In considering whether or not to allow this amendment, Mr. Justice Eastham referred to an affidavit by a Mr. Fallon, who is employed by the solicitors who act for Ford. In paragraph 14 of that affidavit Mr. Fallon said: "I took custody of Ford's defence in October 1990. Having considered the papers with counsel, it seemed clear to me that there was a further point which Ford might take on the pleadings, namely that the decision of its Suggestion Committee was —as a matter of contract —binding both upon the employee from whom the suggestion emanated and upon Ford itself". The position appears to be that though it is obvious, when the application form and the booklet are looked at, that the "Finality clause" is part of the contract and is something that should have been pleaded, nobody happened to notice it when the papers were being prepared, presumably by the solicitors, for submission to counsel, nor was it spotted by counsel when the pleading was originally settled. I can see no reason for supposing that there was anything sinister in the fact that the "Finality clause" was not pleaded by counsel in the original pleading and I have no reason to doubt Mr. Fallon's statement in his affidavit that the "Finality clause" and its effect were appreciated by Mr. Fallon for the first time. They were indeed, as is clear from the evidence, known to Mr. Easton and his solicitors at the time that the proceedings were instituted.

18

Mr. Justice Eastham considers in his judgment the law in relation to the amendment of pleadings.
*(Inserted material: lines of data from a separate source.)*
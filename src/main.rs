use std::path::PathBuf;

use clap::Parser;
use tracing::error;

use rtlib::{
    cfg, get_tool_store_path, tracing_setup::tracing_setup, SshFactory, ThumbCacheCfg,
    ThumbnailEngine,
};

/// Generates a thumbnail for a file on a remote SSH host.
#[derive(Parser)]
#[command(version, about)]
struct Args {
    /// Server definition as a TOML file
    #[arg(long, short)]
    server: PathBuf,
    /// Path of the file on the remote host
    remote_path: String,
    /// Where to write the thumbnail
    #[arg(long, short, default_value = "thumb.png")]
    output: PathBuf,
}

fn run(args: Args) -> rtlib::ThumbResult<()> {
    let server = cfg::read_server_cfg(&args.server)?;
    let engine = ThumbnailEngine::new(
        SshFactory,
        ThumbCacheCfg::default(),
        Some(get_tool_store_path()),
    );
    engine.visibility().mark_visible(&args.remote_path);
    let thumb = engine.get_thumbnail(&server, &args.remote_path)?;
    thumb
        .save(&args.output)
        .map_err(|e| rtlib::ThumbError::Io(format!("could not save {:?}, {e:?}", args.output)))?;
    println!("wrote {:?}", args.output);
    Ok(())
}

fn main() {
    let _guard = tracing_setup();
    let args = Args::parse();
    if let Err(e) = run(args) {
        error!("{e}");
        std::process::exit(1);
    }
}
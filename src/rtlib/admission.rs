use std::{
    collections::{HashMap, VecDeque},
    sync::{Arc, Condvar, Mutex},
};

use tracing::{debug, info};

use crate::visibility::VisibilitySet;

#[derive(Clone, Copy, Debug, PartialEq, Eq)]
enum TicketState {
    Queued,
    Granted,
    Cancelled,
}

#[derive(Debug)]
struct Ticket {
    path: String,
    server_key: String,
    limit: usize,
    state: TicketState,
}

#[derive(Default)]
struct State {
    next_id: u64,
    queue: VecDeque<u64>,
    tickets: HashMap<u64, Ticket>,
    active_server: Option<String>,
    active: usize,
    max: usize,
}

/// Observability snapshot, never blocks beyond the state lock.
#[derive(Clone, Debug, PartialEq, Eq)]
pub struct AdmissionStatus {
    pub active_server: Option<String>,
    pub active: usize,
    pub max: usize,
    pub queued: usize,
}

/// Process-wide gate bounding concurrent remote thumbnail operations.
///
/// Requests are serviced FIFO per server and only one server owns the active
/// slot window at a time; pending requests for a different server wait until
/// the current server's granted batch drains completely. This trades
/// cross-server parallelism for reduced connection churn.
pub struct AdmissionController {
    state: Mutex<State>,
    cvar: Condvar,
    visibility: Arc<VisibilitySet>,
}

impl AdmissionController {
    pub fn new(visibility: Arc<VisibilitySet>) -> Self {
        Self {
            state: Mutex::new(State::default()),
            cvar: Condvar::new(),
            visibility,
        }
    }

    /// Grants as many queued requests as the active window allows. Invisible
    /// requests reaching the queue front are cancelled instead of granted.
    fn pump(&self, st: &mut State) {
        loop {
            let Some(&front_id) = st.queue.front() else {
                break;
            };
            let (path, server_key, limit) = {
                let t = &st.tickets[&front_id];
                (t.path.clone(), t.server_key.clone(), t.limit)
            };
            if !self.visibility.is_visible(&path) {
                st.queue.pop_front();
                if let Some(t) = st.tickets.get_mut(&front_id) {
                    t.state = TicketState::Cancelled;
                }
                debug!("skipping invisible queued path {path}");
                continue;
            }
            if st.active == 0 {
                if st.active_server.as_deref() != Some(server_key.as_str()) {
                    info!("active server switches to {server_key}");
                }
                st.active_server = Some(server_key.clone());
                st.max = limit.max(1);
            }
            let same_server = st.active_server.as_deref() == Some(server_key.as_str());
            if same_server && st.active < st.max {
                st.queue.pop_front();
                if let Some(t) = st.tickets.get_mut(&front_id) {
                    t.state = TicketState::Granted;
                }
                st.active += 1;
                debug!(
                    "granted {path} on {server_key}, active {}/{}",
                    st.active, st.max
                );
                continue;
            }
            // at capacity, or a different server must wait for the drain
            break;
        }
    }

    /// Registers interest and blocks the calling task until a slot is granted
    /// (`true`) or the request is cancelled while still queued (`false`).
    /// A path that is already queued is rejected immediately.
    pub fn queue_thumbnail(&self, path: &str, server_key: &str, limit: usize) -> bool {
        let mut st = self.state.lock().unwrap();
        let duplicate = st
            .queue
            .iter()
            .any(|id| st.tickets[id].path == path && st.tickets[id].state == TicketState::Queued);
        if duplicate {
            debug!("{path} already queued");
            return false;
        }
        let id = st.next_id;
        st.next_id += 1;
        st.tickets.insert(
            id,
            Ticket {
                path: path.to_string(),
                server_key: server_key.to_string(),
                limit,
                state: TicketState::Queued,
            },
        );
        st.queue.push_back(id);
        self.pump(&mut st);
        self.cvar.notify_all();
        loop {
            match st.tickets[&id].state {
                TicketState::Queued => {
                    st = self.cvar.wait(st).unwrap();
                }
                TicketState::Granted => {
                    st.tickets.remove(&id);
                    return true;
                }
                TicketState::Cancelled => {
                    st.tickets.remove(&id);
                    return false;
                }
            }
        }
    }

    /// Frees the slot of one granted request. Must be called exactly once per
    /// `queue_thumbnail` that returned `true`; see [`AdmissionController::admit`]
    /// for the structural variant.
    pub fn release_connection(&self) {
        let mut st = self.state.lock().unwrap();
        st.active = st.active.saturating_sub(1);
        self.pump(&mut st);
        self.cvar.notify_all();
    }

    /// Cooperative cancellation of a still-queued request. No-op when the
    /// path is unknown, already granted, or already released.
    pub fn remove_thumbnail_from_queue(&self, path: &str) {
        let mut st = self.state.lock().unwrap();
        let queued_id = st
            .queue
            .iter()
            .copied()
            .find(|id| st.tickets[id].path == path);
        if let Some(id) = queued_id {
            st.queue.retain(|other| *other != id);
            if let Some(t) = st.tickets.get_mut(&id) {
                t.state = TicketState::Cancelled;
            }
            debug!("removed {path} from queue");
            self.pump(&mut st);
            self.cvar.notify_all();
        }
    }

    /// Cancels every queued request and resets counters, e.g. when the app
    /// resets all connections.
    pub fn clear_all(&self) {
        let mut st = self.state.lock().unwrap();
        let ids = std::mem::take(&mut st.queue);
        for id in ids {
            if let Some(t) = st.tickets.get_mut(&id) {
                t.state = TicketState::Cancelled;
            }
        }
        st.active = 0;
        st.active_server = None;
        self.cvar.notify_all();
    }

    pub fn get_status(&self) -> AdmissionStatus {
        let st = self.state.lock().unwrap();
        AdmissionStatus {
            active_server: st.active_server.clone(),
            active: st.active,
            max: st.max,
            queued: st.queue.len(),
        }
    }

    /// Scoped admission: the returned guard releases the slot on drop, so a
    /// granted slot cannot leak on any exit path.
    pub fn admit(&self, path: &str, server_key: &str, limit: usize) -> Option<AdmissionGuard<'_>> {
        if self.queue_thumbnail(path, server_key, limit) {
            Some(AdmissionGuard { ctrl: self })
        } else {
            None
        }
    }
}

pub struct AdmissionGuard<'a> {
    ctrl: &'a AdmissionController,
}
impl Drop for AdmissionGuard<'_> {
    fn drop(&mut self) {
        self.ctrl.release_connection();
    }
}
He refers to section 49 (2) of the Supreme Court Act 1981, which sets out that the Court shall so exercise its jurisdiction in every cause or matter before it so as to secure that as far as possible all matters in dispute between the parties are completely and finally determined and all multiplicity of legal proceedings with respect to any of those matters is avoided.

19

Then he quotes passages to which he...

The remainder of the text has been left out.